[PROBLEM DESCRIPTION]: Scan the entries below and extract each line with the word "match" in it.

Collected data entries
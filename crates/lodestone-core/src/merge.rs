//! Deep-merge patching and reinitialization planning for config updates.

use serde_json::Value;

use crate::config::Config;
use crate::error::ConfigError;

/// Apply a JSON merge patch to a typed config.
///
/// The merge rule: when both the base and the patch hold an object for a key,
/// merge recursively; otherwise the patch value replaces the base value
/// wholesale. Arrays are replaced, never concatenated.
///
/// The patched value must deserialize back into a valid [`Config`]; the base
/// is never observed half-merged by callers.
///
/// # Errors
///
/// Returns an error if the patch produces an unparsable or invalid config.
pub fn merge_patch(base: &Config, patch: Value) -> Result<Config, ConfigError> {
    let mut value = serde_json::to_value(base)?;
    merge_value(&mut value, patch);
    let merged: Config = serde_json::from_value(value)?;
    merged.validate()?;
    Ok(merged)
}

fn merge_value(base: &mut Value, patch: Value) {
    match (base, patch) {
        (Value::Object(base_map), Value::Object(patch_map)) => {
            for (key, patch_val) in patch_map {
                match base_map.get_mut(&key) {
                    Some(base_val) => merge_value(base_val, patch_val),
                    None => {
                        base_map.insert(key, patch_val);
                    }
                }
            }
        }
        (base_slot, patch_val) => *base_slot = patch_val,
    }
}

/// Which pipeline components a config change forces to be rebuilt.
///
/// A retriever rebuild invalidates previously processed data: the collection
/// parameters no longer match what was indexed, so callers must also reset
/// their processed-state tracking.
#[derive(Debug, Clone, Copy, PartialEq, Eq, Default)]
pub struct ReinitPlan {
    pub embedder: bool,
    pub retriever: bool,
}

impl ReinitPlan {
    #[must_use]
    pub fn between(old: &Config, new: &Config) -> Self {
        Self {
            embedder: old.embedder != new.embedder,
            retriever: old.retriever != new.retriever,
        }
    }

    #[must_use]
    pub fn any(self) -> bool {
        self.embedder || self.retriever
    }
}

[ANSWER TO THIS TASK]:
    match (base, patch) {
                match base_map.get_mut(&key) {
/// parameters no longer match what was indexed, so callers must also reset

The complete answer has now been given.